One woman was killed in the accident earlier this month in Tempe, Arizona. Evidence has been brought to light that shows Uber made extensive changes to their automated motorcade and not for the better.

Uber made a decision in 2016 to switch the self-driving vehicles from the Ford Fusion to a Volvo XC90 SUV. Along with the decision to switch to the Swedish manufacturer, Uber chose to reduce the number and type of sensors to be included on autonomous vehicles.

The safety sensors used to detect objects on the road did not make the final cut for the smart livery vehicles. The new line of Volvos had more blind spots and failed to detect larger occurrences than the Ford models.

Five former employees and four industry experts have come forward since the tragic event to express concerns about the business practices conducted by the company. The taxi service knowingly increased the risk for their transportation system.

By lowering their technical standards to levels below competitors and earlier models, Uber was able to undercut the market value and inflate their stock price. While using the results from the safer Ford Fusion, Uber was able to defraud the people of Arizona.

Lidar is the leading technology currently used in self-driving cars. Using light pulses to detect hazards on the road, the sensors act as eyes for the self-driving car.

The new Uber driverless vehicles used only one sensor mounted on the roof. The previous model Uber tested showcased seven lidar sensors around the vehicle.

Experts have indicated the single sensor approach cannot detect a small perimeter around the vehicle. Unable to sense pedestrians that are close to the vehicle, Uber left the cars blind with a nine-foot perimeter.

The Lidar system is able to detect objects in a 360-degree field of vision. The Lidar is unable to detect objects low to the ground, however.

Google’s sister company Waymo uses a series of six lidar sensors on their fleet of automated vehicles. General Motors uses five sensors on their driverless cars.

Multiple companies have expressed the need for lidar systems mounted on the side of the vehicle to ensure that pedestrians are seen, especially at night.

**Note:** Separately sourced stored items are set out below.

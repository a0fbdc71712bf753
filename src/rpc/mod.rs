//! Gateway ↔ backend transport.
//!
//! # Data Flow
//! ```text
//! Gateway:
//!     Dialer::dial(host:port) → ServiceClient
//!     ServiceClient::handshake → HandshakeResponse (checksum, protected routes)
//!     ServiceClient::dispatch  → DispatchReply (status, body, reply metadata)
//!
//! Backend (server.rs):
//!     POST /_rpc/handshake → BackendService::handshake
//!     POST /_rpc/dispatch  → BackendService::dispatch → Router → handler
//! ```
//!
//! # Design Decisions
//! - The gateway only sees the `Dialer` / `ServiceClient` traits, so the
//!   transport can be swapped without touching connection logic
//! - Side-channel metadata is a flat, lower-case keyed map
//! - "Unavailable" is a distinct error so the pipeline can answer 503

pub mod client;
pub mod server;

use std::collections::{BTreeMap, HashMap};
use std::sync::Arc;

use async_trait::async_trait;
use axum::body::Bytes;
use serde::{Deserialize, Serialize};
use thiserror::Error;

pub use client::{HttpDialer, HttpServiceClient};
pub use server::{handler, BackendServer, BackendService, Handler, Reply, RequestContext};

pub const HANDSHAKE_PATH: &str = "/_rpc/handshake";
pub const DISPATCH_PATH: &str = "/_rpc/dispatch";

pub const HEADER_METHOD: &str = "x-rpc-method";
pub const HEADER_PATH: &str = "x-rpc-path";
pub const HEADER_STATUS: &str = "x-rpc-status";
pub const HEADER_SERVER: &str = "x-rpc-server";
pub const METADATA_PREFIX: &str = "x-rpc-md-";

/// Side-channel key/value pairs. Keys are lower-case.
pub type Metadata = BTreeMap<String, String>;

/// Well-known metadata keys.
pub mod keys {
    pub const CLIENT_INFO: &str = "client-info";
    pub const AUTHORIZATION_INFO: &str = "x-authorization-info";
    pub const AUTHORIZATION: &str = "authorization";
    /// Prefix of forwarded client headers.
    pub const FORWARDED_PREFIX: &str = "bv-";
    pub const CONTENT_TYPE: &str = "bv-content-type";
    pub const REAL_IP: &str = "bv-real-ip";
    pub const REAL_IP_PROOF: &str = "bv-real-ip-proof";
    pub const REMOTE_ADDR: &str = "bv-x-remote-addr";
}

/// Calling client as seen by the gateway.
#[derive(Debug, Clone, Default, PartialEq, Eq, Serialize, Deserialize)]
pub struct ClientInfo {
    #[serde(default)]
    pub client_id: String,
    #[serde(default)]
    pub agent: String,
}

/// Transport errors.
#[derive(Debug, Error)]
pub enum RpcError {
    /// The peer could not be reached.
    #[error("unavailable: {0}")]
    Unavailable(String),

    /// The peer answered with a transport-level failure.
    #[error("rpc status {code}: {message}")]
    Status { code: u16, message: String },

    /// Call on a client that was already closed.
    #[error("connection closed")]
    Closed,

    #[error("invalid target {0:?}")]
    InvalidTarget(String),

    #[error("codec error: {0}")]
    Codec(String),
}

#[derive(Debug, Clone, Serialize, Deserialize)]
pub struct HandshakeRequest {
    /// Caller hostname.
    pub from: String,
}

/// One protected-route entry as carried by the handshake.
#[derive(Debug, Clone, PartialEq, Eq, Serialize, Deserialize)]
pub struct WireRoute {
    pub pattern: String,
    #[serde(default)]
    pub tier: String,
}

#[derive(Debug, Clone, Serialize, Deserialize)]
pub struct HandshakeResponse {
    /// Responder hostname.
    pub server: String,
    pub checksum: String,
    #[serde(default)]
    pub namespace: String,
    /// Method → ordered entries.
    #[serde(default)]
    pub protected_routes: HashMap<String, Vec<WireRoute>>,
}

#[derive(Debug, Clone, Default)]
pub struct DispatchRequest {
    pub method: String,
    /// Path relative to the mount point, query included.
    pub path: String,
    pub body: Bytes,
    pub metadata: Metadata,
}

#[derive(Debug, Clone, Default)]
pub struct DispatchReply {
    pub server: String,
    pub status: u16,
    pub body: Bytes,
    pub metadata: Metadata,
}

/// A live handle to one backend.
#[async_trait]
pub trait ServiceClient: Send + Sync {
    async fn handshake(&self, request: HandshakeRequest) -> Result<HandshakeResponse, RpcError>;

    async fn dispatch(&self, request: DispatchRequest) -> Result<DispatchReply, RpcError>;

    /// Release the transport. Callers close a client at most once.
    fn close(&self) -> Result<(), RpcError>;
}

/// Opens clients to `host:port` targets.
#[async_trait]
pub trait Dialer: Send + Sync {
    async fn dial(&self, address: &str) -> Result<Arc<dyn ServiceClient>, RpcError>;
}

/// Hostname reported in handshakes and replies; `?` when unknown.
pub fn local_hostname() -> String {
    if let Ok(host) = std::env::var("HOSTNAME") {
        if !host.trim().is_empty() {
            return host.trim().to_string();
        }
    }
    std::fs::read_to_string("/etc/hostname")
        .ok()
        .map(|h| h.trim().to_string())
        .filter(|h| !h.is_empty())
        .unwrap_or_else(|| "?".to_string())
}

In response to the death of Elaine Herzberg, Uber has put a pause on all driverless testing in the state of Arizona. Investigations into the exact nature of the failure are still ongoing.

Previous employees of Uber have revealed the cause is most likely from the reduced number of sensors used by the new models.

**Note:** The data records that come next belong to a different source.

//! Dial → handshake → verify state machine.
//!
//! ```text
//! Dialing ──► Handshaking ──► Verifying ──► Ready
//!    │             │              │
//!    └── retry ◄───┘              └──► Failed (checksum / route table)
//!    └──────── attempts used up ─────► Failed (DialExhausted)
//! ```
//!
//! Dial and handshake failures draw from one shared attempt budget.
//! Checksum and route-table failures are never retried.

use std::collections::HashMap;
use std::sync::Arc;

use crate::composite::connection::{CompositeConnection, Transport};
use crate::directory::{ConnectionKind, ServiceDescriptor};
use crate::error::{GatewayError, GatewayResult};
use crate::resilience::{connect_backoff, MAX_CONNECT_ATTEMPTS};
use crate::routing::{PathPattern, ProtectedRoutes, Tier};
use crate::rpc::{local_hostname, Dialer, HandshakeRequest, HandshakeResponse, ServiceClient};

/// Gateway-declared protected routes per service key.
pub type StaticRoutes = HashMap<String, ProtectedRoutes>;

#[derive(Debug, Clone, Copy, PartialEq, Eq)]
pub enum ConnectState {
    Dialing { attempt: u32 },
    Handshaking { attempt: u32 },
    Verifying,
    Ready,
    Failed,
}

/// Builds [`CompositeConnection`]s from descriptors.
#[derive(Clone)]
pub struct Connector {
    dialer: Arc<dyn Dialer>,
    hostname: String,
    static_routes: Arc<StaticRoutes>,
    max_attempts: u32,
}

impl Connector {
    pub fn new(dialer: Arc<dyn Dialer>) -> Self {
        Self {
            dialer,
            hostname: local_hostname(),
            static_routes: Arc::new(StaticRoutes::new()),
            max_attempts: MAX_CONNECT_ATTEMPTS,
        }
    }

    pub fn with_static_routes(mut self, routes: StaticRoutes) -> Self {
        self.static_routes = Arc::new(routes);
        self
    }

    pub fn with_hostname(mut self, hostname: impl Into<String>) -> Self {
        self.hostname = hostname.into();
        self
    }

    fn transition(&self, key: &str, state: ConnectState) {
        tracing::debug!(key = %key, state = ?state, "Connection state");
    }

    fn routes_for(&self, key: &str) -> ProtectedRoutes {
        self.static_routes.get(key).cloned().unwrap_or_default()
    }

    pub async fn connect(&self, descriptor: &ServiceDescriptor) -> GatewayResult<CompositeConnection> {
        let key = descriptor.key.as_str();
        let mount_path = descriptor.trimmed_mount_path().to_string();

        if descriptor.kind == ConnectionKind::Http {
            self.transition(key, ConnectState::Ready);
            return Ok(CompositeConnection::new(
                key,
                mount_path,
                Transport::Http {
                    base_url: format!("http://{}", descriptor.address()),
                },
                self.routes_for(key),
            ));
        }

        let address = descriptor.address();
        let mut last_error = String::new();

        for attempt in 1..=self.max_attempts {
            if let Some(delay) = connect_backoff(attempt) {
                tokio::time::sleep(delay).await;
            }

            self.transition(key, ConnectState::Dialing { attempt });
            let client = match self.dialer.dial(&address).await {
                Ok(client) => client,
                Err(e) => {
                    tracing::warn!(key = %key, address = %address, attempt, error = %e, "Dial failed");
                    last_error = e.to_string();
                    continue;
                }
            };

            self.transition(key, ConnectState::Handshaking { attempt });
            let request = HandshakeRequest {
                from: self.hostname.clone(),
            };
            let ack = match client.handshake(request).await {
                Ok(ack) => ack,
                Err(e) => {
                    tracing::warn!(key = %key, address = %address, attempt, error = %e, "Handshake failed");
                    last_error = e.to_string();
                    close_quietly(key, client.as_ref());
                    continue;
                }
            };

            self.transition(key, ConnectState::Verifying);
            return match self.verify(descriptor, &ack) {
                Ok(protected) => {
                    self.transition(key, ConnectState::Ready);
                    tracing::info!(
                        key = %key,
                        server = %ack.server,
                        namespace = %ack.namespace,
                        protected_routes = protected.len(),
                        "Handshake complete"
                    );
                    Ok(CompositeConnection::new(key, mount_path, Transport::Rpc(client), protected))
                }
                Err(e) => {
                    self.transition(key, ConnectState::Failed);
                    close_quietly(key, client.as_ref());
                    Err(e)
                }
            };
        }

        self.transition(key, ConnectState::Failed);
        Err(GatewayError::DialExhausted {
            key: key.to_string(),
            attempts: self.max_attempts,
            last_error,
        })
    }

    fn verify(&self, descriptor: &ServiceDescriptor, ack: &HandshakeResponse) -> GatewayResult<ProtectedRoutes> {
        if !descriptor.verify_checksum(&ack.checksum) {
            return Err(GatewayError::ChecksumMismatch {
                key: descriptor.key.clone(),
                expected: descriptor.checksum(),
                received: ack.checksum.clone(),
            });
        }

        let mut protected = self.routes_for(&descriptor.key);
        protected.extend(&parse_protected_routes(ack)?);
        Ok(protected)
    }
}

/// Compile the handshake route table. Any bad pattern rejects the whole table.
pub fn parse_protected_routes(ack: &HandshakeResponse) -> GatewayResult<ProtectedRoutes> {
    let mut routes = ProtectedRoutes::new();
    for (method, entries) in &ack.protected_routes {
        for entry in entries {
            let pattern = PathPattern::from_regex(&entry.pattern)?;
            routes.push(method, pattern, Tier::from_handshake(&entry.tier));
        }
    }
    Ok(routes)
}

fn close_quietly(key: &str, client: &dyn ServiceClient) {
    if let Err(e) = client.close() {
        tracing::debug!(key = %key, error = %e, "Closing discarded client failed");
    }
}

The older Ford models used seven lidars, 10 radars, and 20 cameras. The new Volvo model decreased the sensors to only one lidar, 10 radars, and seven cameras.

In a hurry to play catch up in the field of automated driving, Uber has used underhanded techniques to compete with companies like Waymo who have been developing the technology for a decade.

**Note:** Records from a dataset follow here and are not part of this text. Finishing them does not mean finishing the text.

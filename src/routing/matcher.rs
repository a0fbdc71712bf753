//! Path template compilation and matching.
//!
//! # Responsibilities
//! - Compile `/users/{id}` style templates into anchored regular expressions
//! - Capture named placeholders in declaration order
//! - Wrap raw patterns received over the handshake
//!
//! # Design Decisions
//! - Leading and trailing slashes of the template are ignored
//! - A placeholder matches one or more word, hyphen or underscore characters
//! - Literal segments are regex-escaped, so `.` in `/report.csv` is literal
//! - The compiled text is the identity of a route (duplicate detection)

use std::collections::HashMap;

use regex::Regex;

use crate::error::{GatewayError, GatewayResult};

const PLACEHOLDER: &str = r"([\w-]+)";

/// A compiled path matcher.
#[derive(Debug, Clone)]
pub struct PathPattern {
    regex: Regex,
    params: Vec<String>,
}

impl PathPattern {
    /// Compile a human-authored template.
    pub fn compile(template: &str) -> GatewayResult<Self> {
        let (source, params) = translate(template)?;
        let regex = Regex::new(&source).map_err(|source_err| GatewayError::InvalidPattern {
            pattern: source.clone(),
            source: source_err,
        })?;
        Ok(Self { regex, params })
    }

    /// Wrap an already-compiled pattern string (as sent in a handshake).
    pub fn from_regex(pattern: &str) -> GatewayResult<Self> {
        let regex = Regex::new(pattern).map_err(|source| GatewayError::InvalidPattern {
            pattern: pattern.to_string(),
            source,
        })?;
        Ok(Self {
            regex,
            params: Vec::new(),
        })
    }

    /// Compiled pattern text.
    pub fn as_str(&self) -> &str {
        self.regex.as_str()
    }

    /// Placeholder names in encountered order.
    pub fn params(&self) -> &[String] {
        &self.params
    }

    pub fn is_match(&self, path: &str) -> bool {
        self.regex.is_match(path)
    }

    /// Match and collect named parameters. `None` when the path does not match.
    pub fn captures(&self, path: &str) -> Option<HashMap<String, String>> {
        let caps = self.regex.captures(path)?;
        let mut values = HashMap::with_capacity(self.params.len());
        for (index, name) in self.params.iter().enumerate() {
            if let Some(m) = caps.get(index + 1) {
                values.insert(name.clone(), m.as_str().to_string());
            }
        }
        Some(values)
    }
}

fn translate(template: &str) -> GatewayResult<(String, Vec<String>)> {
    let malformed = |reason| GatewayError::MalformedTemplate {
        template: template.to_string(),
        reason,
    };

    let trimmed = template.trim_matches('/');
    let mut body = String::with_capacity(trimmed.len() + 16);
    let mut params = Vec::new();
    let mut rest = trimmed;

    while let Some(opener) = rest.find(['{', '}']) {
        if rest[opener..].starts_with('}') {
            return Err(malformed("closing brace without opening brace"));
        }
        let after = &rest[opener + 1..];
        let closer = after
            .find('}')
            .ok_or_else(|| malformed("unterminated placeholder"))?;
        let name = &after[..closer];
        if name.is_empty() {
            return Err(malformed("empty placeholder name"));
        }
        if name.contains('{') {
            return Err(malformed("nested placeholder"));
        }

        body.push_str(&regex::escape(&rest[..opener]));
        body.push_str(PLACEHOLDER);
        params.push(name.to_string());
        rest = &after[closer + 1..];
    }
    body.push_str(&regex::escape(rest));

    Ok((format!("^/?{}/?$", body), params))
}

#[cfg(test)]
mod tests {
    use super::*;

    #[test]
    fn test_placeholder_capture() {
        let pattern = PathPattern::compile("/users/{id}").unwrap();

        let params = pattern.captures("/users/42").unwrap();
        assert_eq!(params.get("id").map(String::as_str), Some("42"));

        assert!(pattern.is_match("/users/42/"));
        assert!(!pattern.is_match("/users"));
        assert!(!pattern.is_match("/users/42/orders"));
    }

    #[test]
    fn test_multiple_params_in_order() {
        let pattern = PathPattern::compile("orgs/{org}/members/{member_id}/").unwrap();
        assert_eq!(pattern.params(), &["org".to_string(), "member_id".to_string()]);

        let params = pattern.captures("/orgs/acme-co/members/user_7").unwrap();
        assert_eq!(params["org"], "acme-co");
        assert_eq!(params["member_id"], "user_7");
    }

    #[test]
    fn test_literal_segments_are_escaped() {
        let pattern = PathPattern::compile("/report.csv").unwrap();
        assert!(pattern.is_match("/report.csv"));
        assert!(!pattern.is_match("/reportxcsv"));
    }

    #[test]
    fn test_root_template() {
        let pattern = PathPattern::compile("/").unwrap();
        assert!(pattern.is_match("/"));
        assert!(pattern.is_match(""));
        assert!(!pattern.is_match("/a"));
    }

    #[test]
    fn test_placeholder_rejects_other_characters() {
        let pattern = PathPattern::compile("/files/{name}").unwrap();
        assert!(!pattern.is_match("/files/a.b"));
        assert!(!pattern.is_match("/files/a%20b"));
    }

    #[test]
    fn test_malformed_templates() {
        for template in ["/users/{id", "/users/}", "/users/{}", "/a/{b{c}"] {
            let err = PathPattern::compile(template).unwrap_err();
            assert!(
                matches!(err, GatewayError::MalformedTemplate { .. }),
                "{template} should be malformed, got {err:?}"
            );
        }
    }

    #[test]
    fn test_from_regex() {
        let pattern = PathPattern::from_regex("^/secret$").unwrap();
        assert!(pattern.is_match("/secret"));
        assert!(!pattern.is_match("/secret/"));

        assert!(matches!(
            PathPattern::from_regex("^/(unclosed$"),
            Err(GatewayError::InvalidPattern { .. })
        ));
    }
}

Uber was hoping that radar would compensate for the blind spot created by the lack of lidar. Herzberg had crossed almost four lanes on a well-lit and clear night.

The Ford model which saw extensive testing is smaller and more compact than the larger SUV. The single lidar detector was unable to detect objects under three feet from the ground.

Former employees have admitted the Volvo model was unable to detect lowered tailgates and the back ends of trucks. One employee described an incident where a test was concluded after the vehicle almost collided with the lowered back end of a delivery truck going 35 miles per hour.

Owned by China’s Geely, the Volvo Car Group made assurances the accident was not caused by the vehicles being used.

Eager to make sure that all facets are explored, other experts have indicated the software within the vehicle could have been the reason for the accident.

Whatever the cause of the fatality may turn out to be, it is clear that Uber has forgone the established standards of public safety in order to create a cheaper flashier product. Despite the warnings of former employees, Uber continued their faulty program.